FOR AMBASSADORS AND PAOS FROM UNDER SECRETARY GLASSMAN

E.O. 12958: DECL: 10/28/18
TAGS: KPAO OPRC OIIP

SUBJECT: "THE WAR OF IDEAS" BRIEFING TO THE PRESIDENT
AND VICE PRESIDENT

CLASSIFIED BY: UNDER SECRETARY JAMES K. GLASSMAN FOR
REASONS 1.4 (B AND D)

C O N F I D E N T I A L STATE 114917


FOR AMBASSADORS AND PAOS FROM UNDER SECRETARY GLASSMAN

E.O. 12958: DECL: 10/28/18
TAGS: KPAO OPRC OIIP

SUBJECT: "THE WAR OF IDEAS" BRIEFING TO THE PRESIDENT
AND VICE PRESIDENT

CLASSIFIED BY: UNDER SECRETARY JAMES K. GLASSMAN FOR
REASONS 1.4 (B AND D)


1. (C ) I want to share with you my recent presentation
to the President and Vice President on the War of Ideas
given at the State Department, October 16, 2008. This
is a somewhat expanded version that takes into account
questions posed during the briefing. I hope you will
find it useful as you plan your Mission's objectives and
priorities. I welcome any thoughts or suggestions you
or anyone at your Mission might have. Thank you, James

K. Glassman

BEGIN TEXT


2. (C) Introduction

I want to talk today about the revival of the war of
ideas. First, some background. Then structure,
strategy, and programs. In public diplomacy, we have
the same objectives as the rest of the U.S. government's
foreign policy and national security actors. The top
goals are to reduce the threats to America and promote
freedom. In public diplomacy, we do that by
understanding, engaging,informing, and influencing
foreign publics. Our tools are words, images, and
deeds. While official diplomacy is aimed mainly at
officials (our Secretary of State talking to their
Foreign Minister),public diplomacy is aimed at publics
(our officials and often our publics engaging with their
publics).

A simple breakdown of public diplomacy puts our work
into three categories: (1) Telling America's story:
explaining our policies and principles to the world.
(2) Engaging in cultural and educational exchanges,
time-tested programs like the Fulbright fellowships.
And (3) Fighting the war of ideas, which is my focus
today. The first category -- telling America's story --
is mainly about us. The second exchanges -- is about
both us and them (foreign audiences). The third -- war
of ideas -- is mainly about them.

Over the past four months, we have shifted our focus and
emphasis to the war of ideas. But we are NOT neglecting
the first two categories traditional public diplomacy.
This is where we spend most of our money, by far.
Exchanges are our crown jewels, and they have increased
significantly under this administration and have helped
us boost U.S. respect and trust abroad.

In 2006, the President designated the Under Secretary to

lead the interagency -- primarily State, USAID, Defense,
and the intelligence community -- in the war of ideas.
And that has been my focus. In the war of ideas, our
core task is NOT to fix foreigners' perceptions of the
United States, but to isolate and reduce the threat of
violent extremism -- not with bombs and bullets but with
words, images, and deeds. As I said, it is about them,
not us.

We were good at the war of ideas during the Cold War,
but after the Berlin Wall was dismantled, the war of
ideas was also dismantled, as was public diplomacy in
general in bipartisan fashion over the 1990s. For
example, USIA was merged out of existence, the number of
public diplomacy officers fell, Radio Free Europe was
cut back, funding for ideological engagement dried up.

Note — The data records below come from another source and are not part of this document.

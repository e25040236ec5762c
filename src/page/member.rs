//! Documented members of a type: functions, properties and their parts.

use crate::utils::slug::anchor_link;
use serde::{Deserialize, Serialize, Serializer, ser::SerializeStruct};

/// A function, method or constructor.
#[derive(Debug, Clone, Default, PartialEq, Serialize, Deserialize)]
#[serde(default, rename_all = "kebab-case")]
pub struct Function {
    pub name: String,

    /// In-page anchor, derived from `name` once the pass completes.
    #[serde(skip_deserializing)]
    pub anchor: String,

    #[serde(skip_serializing_if = "Vec::is_empty")]
    pub arguments: Vec<Argument>,

    /// Used instead of `arguments` when several argument lists are accepted.
    #[serde(skip_serializing_if = "Vec::is_empty")]
    pub argument_sets: Vec<Vec<Argument>>,

    pub description: String,

    #[serde(skip_serializing_if = "Vec::is_empty")]
    pub samples: Vec<Sample>,

    #[serde(rename = "return", skip_serializing_if = "Vec::is_empty")]
    pub returns: Vec<Value>,

    pub coming_soon: bool,
    pub hide: bool,
}

#[derive(Debug, Clone, Default, PartialEq, Serialize, Deserialize)]
#[serde(default)]
pub struct Argument {
    pub name: String,
    #[serde(rename = "type")]
    pub type_name: String,
    pub optional: bool,
}

/// A returned value.
#[derive(Debug, Clone, Default, PartialEq, Serialize, Deserialize)]
#[serde(default)]
pub struct Value {
    #[serde(rename = "type")]
    pub type_name: String,
    pub description: String,
}

/// A code sample, optionally paired with a media file showing its result.
#[derive(Debug, Clone, Default, PartialEq, Deserialize)]
#[serde(default)]
pub struct Sample {
    pub code: String,
    pub media: String,
}

impl Sample {
    pub fn has_code_and_media(&self) -> bool {
        !self.code.is_empty() && !self.media.is_empty()
    }
}

// renderer picks a side-by-side layout from `has-code-and-media`
impl Serialize for Sample {
    fn serialize<S: Serializer>(&self, serializer: S) -> Result<S::Ok, S::Error> {
        let mut state = serializer.serialize_struct("Sample", 3)?;
        state.serialize_field("code", &self.code)?;
        state.serialize_field("media", &self.media)?;
        state.serialize_field("has-code-and-media", &self.has_code_and_media())?;
        state.end()
    }
}

impl Function {
    pub fn set_anchor(&mut self) {
        self.anchor = anchor_link(&self.name);
    }
}

/// A property (field) of a type, or a built-in value of a module.
#[derive(Debug, Clone, Default, PartialEq, Serialize, Deserialize)]
#[serde(default, rename_all = "kebab-case")]
pub struct Property {
    pub name: String,

    /// In-page anchor, derived from `name` once the pass completes.
    #[serde(skip_deserializing)]
    pub anchor: String,

    #[serde(rename = "type")]
    pub type_name: String,

    /// When a property accepts several types.
    #[serde(skip_serializing_if = "Vec::is_empty")]
    pub types: Vec<String>,

    pub description: String,

    #[serde(skip_serializing_if = "Vec::is_empty")]
    pub samples: Vec<Sample>,

    pub read_only: bool,
    pub coming_soon: bool,
    pub hide: bool,
}

impl Property {
    pub fn set_anchor(&mut self) {
        self.anchor = anchor_link(&self.name);
    }

    /// Fill an overriding property from the property it overrides.
    ///
    /// `name` and `type` belong to the override and are never touched.
    pub fn inherit_from(&mut self, base: &Property) {
        if self.description.is_empty() {
            self.description = base.description.clone();
        }

        // An extension can't change read-only-ness.
        self.read_only = base.read_only;

        // Sticky: coming soon on the base means coming soon here.
        self.coming_soon |= base.coming_soon;

        if self.samples.is_empty() {
            self.samples = base.samples.clone();
        }
    }
}
//! Problems found during a pass that don't abort it.

use serde::Serialize;
use std::fmt;

/// A recoverable problem, collected alongside the resolved model.
#[derive(Debug, Clone, PartialEq, Eq, Serialize)]
#[serde(tag = "kind", rename_all = "kebab-case")]
pub enum Warning {
    /// A descriptor failed to decode and became an error page.
    Decode { resource: String, message: String },

    /// An entry below the content root could not be read.
    Unreadable { path: String, message: String },

    /// Two descriptors normalize to the same route; `kept` replaced `replaced`.
    RouteCollision {
        route: String,
        kept: String,
        replaced: String,
    },

    /// Two pages declare the same type; only `kept` is registered.
    TypeCollision {
        type_name: String,
        kept: String,
        ignored: String,
    },

    /// `extends` names a type with no page.
    UnresolvedBase {
        route: String,
        type_name: String,
        extends: String,
    },
}

impl fmt::Display for Warning {
    fn fmt(&self, f: &mut fmt::Formatter<'_>) -> fmt::Result {
        match self {
            Self::Decode { resource, message } => {
                write!(f, "`{resource}` failed to decode: {message}")
            }
            Self::Unreadable { path, message } => write!(f, "`{path}` is unreadable: {message}"),
            Self::RouteCollision {
                route,
                kept,
                replaced,
            } => write!(f, "`{kept}` replaces `{replaced}` at route `{route}`"),
            Self::TypeCollision {
                type_name,
                kept,
                ignored,
            } => write!(
                f,
                "type `{type_name}` declared at `{kept}` and `{ignored}`, keeping `{kept}`"
            ),
            Self::UnresolvedBase {
                route,
                type_name,
                extends,
            } => {
                let name = if type_name.is_empty() {
                    route
                } else {
                    type_name
                };
                write!(f, "`{name}` extends unknown type `{extends}`")
            }
        }
    }
}

#[cfg(test)]
mod tests {
    use super::*;

    #[test]
    fn test_unresolved_base_display_prefers_type_name() {
        let warning = Warning::UnresolvedBase {
            route: "/ship".into(),
            type_name: "Ship".into(),
            extends: "Vehicle".into(),
        };
        assert_eq!(warning.to_string(), "`Ship` extends unknown type `Vehicle`");

        let warning = Warning::UnresolvedBase {
            route: "/ship".into(),
            type_name: String::new(),
            extends: "Vehicle".into(),
        };
        assert_eq!(warning.to_string(), "`/ship` extends unknown type `Vehicle`");
    }

    #[test]
    fn test_serializes_with_kind_tag() {
        let warning = Warning::TypeCollision {
            type_name: "Shape".into(),
            kept: "/shape".into(),
            ignored: "/z/shape".into(),
        };
        let json = serde_json::to_value(&warning).unwrap();
        assert_eq!(json["kind"], "type-collision");
        assert_eq!(json["type_name"], "Shape");
    }
}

When George W. Bush became president, there was no
focused war of ideas strategy to speak of, and no
infrastructure. Today, as this administration prepares
to leave office, a strategy, a platform, and a new way
of doing business are in place, ready for the next
administration.

3 (C) Briefly on the structure

We have reorganized. State has the lead and chairs the
PCC (Policy Coordinating Committee) on Strategic
Communications, with a National Security Council
representative as vice chair. The PCC reports up to a
Deputies' Committee and then to a Principals' Committee
with the President at the top.

The Global Strategic Engagement Center (GSEC),a new
interagency group with people from State, Defense, and
the intelligence community, is our day-to-day strategy
and operations center. The National Counter Terrorism
Center (NCTC) plays a key role in analysis and support.
We have a new apparatus to deconflict and help
coordinate programs across government.

Everyone on our team knows the mission. It is to create
a global environment hostile to violent extremism. We
do that in two ways: First, we confront and undermine
the ideology that justifies and spurs the violence.
Second, we divert young people from the path that leads
them to violent extremism. We cut off the flow of
recruits.


4. (C) How do we do this?

We have an example in our efforts with Pakistan.
Recently, we completed a new war of ideas plan for
Pakistan. It was done in a short time and is the work
of an interagency team. Our main objective in this
effort is to get the whole population of Pakistan,
including the tribal areas, to see the war on terror as
their struggle. To understand that the Taliban and Al
Qaeda are an existential threat. Surveys show that many
Pakistanis do not recognize the threat.

Changing that perception is not something that we can
do, but we can help empower Pakistanis to tell their
story and lead. For example, thanks in part to our
support, within a week and a half after the Marriott
bombing, for example, Pakistanis were placing ads in
major newspapers with the message, This is Our War.
Pakistan's war. There are many other ways we can and
are helping. One is the first project to help reform
madrassas to teach critical thinking and universal
values such as tolerance.



5. (C) War of Ideas is global

This work in Pakistan shows what we are doing in one
country. The war of ideas, of course, is global, and
technology can empower global networks that promote
freedom, democracy, and anti-violence activity. Yes,
our enemies can use technology as well. Al Qaeda uses
the Internet to indoctrinate and teach violent
techniques, and young people can play Hizbollah video
games built on fantasies of killing Americans. But, in
general, violent extremist groups cannot adapt their
approach to the new Web 2.0 social-networking technology
sweeping the Internet and that stresses democratic
interaction. Al Qaeda does not want to expose its ideas
to critcism.

We are latching onto the latest U.S. privately developed
technology -- Facebook and Google, for example --
against the violent extremists. Our belief is that the
private sector understands how to use this technology to
connect with millions of people far better than we in
government understand it. We are hitching a ride on
their fast-moving train.

Consider Colombia. A small group of young Colombians,
without government assistance, used Facebook to build a
movement that put 12 million people around the world
into the streets on February 4 in demonstrations against
the FARC, a vicious violent extremist group that has
terrorized that country for more than 40 years. The
movement helped accelerate desertions from the FARC.
Those demobilizations, as they are called, will exceed
3,000 this year.

We are acting as a facilitator to speed the use of the
same techniques again, employed by private citizens, not
governments, to build movements against violence in
other Latin American nations, in Afghanistan and
Pakistan, the Mideast, Europe and elsewhere.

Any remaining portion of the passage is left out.